Accessibility measurements are very useful for membrane proteins in order to determine how deeply a given amino acid is buried in the membrane [31]. The immersion depth is measured by monitoring accessibility of R1 to polar (O2) and hydrophobic paramagnetic colliders (NiEDDA), which affect the relaxation properties of R1 in a concentration-dependent manner. These accessibility-based immersion depth measurements are based upon the differential partitioning of the colliders into the membrane; while O2 preferentially partitions into the membrane, NiEDDA is preferentially excluded from the membrane. The log of the ratio of the respective accessibilities was shown to be proportional to membrane immersion depth [31] and has been used in a large number of studies, many of which are also detailed below.

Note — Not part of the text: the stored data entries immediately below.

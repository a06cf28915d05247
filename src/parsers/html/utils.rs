/// 以占位符保留的行内元素
pub const PRESERVE_TAGS: &[&str] = &["a", "em", "strong", "code", "span", "sup", "sub", "mark"];

/// 作为翻译段落单位的块级元素
pub const BLOCK_TAGS: &[&str] = &[
    "p",
    "li",
    "dt",
    "dd",
    "h1",
    "h2",
    "h3",
    "h4",
    "h5",
    "h6",
    "blockquote",
    "caption",
    "figcaption",
    "td",
    "th",
    "pre",
    "div",
];

/// 不含可翻译内容的元素
pub const SKIP_TAGS: &[&str] = &["script", "style", "noscript", "svg", "math"];

pub fn is_block_tag(tag: &str) -> bool {
    BLOCK_TAGS.contains(&tag)
}

pub fn is_preserve_tag(tag: &str) -> bool {
    PRESERVE_TAGS.contains(&tag)
}

pub fn is_skip_tag(tag: &str) -> bool {
    SKIP_TAGS.contains(&tag)
}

When two spin labels are introduced in a protein within 20 Å, or when two labels on different protein subunits come into proximity, line broadening due to spin-spin interaction can occur. Typically, these interactions are caused by dipolar interactions and cause a characteristic broadening that can be used to determine inter-spin distances [33]. Such distances provide important structural restraints that can be used for generating structural models. While dipolar interactions are generally dominant, an additional exchange interaction can also sometimes be observed. This interaction requires significantly strong orbital overlap between the free electrons on different spin labels and is, thus, limited to spin labels with short covalent connection or labels near physical contact. When multiple such labels are in contact with each other, as often seen in amyloid fibrils, single line EPR spectra can result [35–37]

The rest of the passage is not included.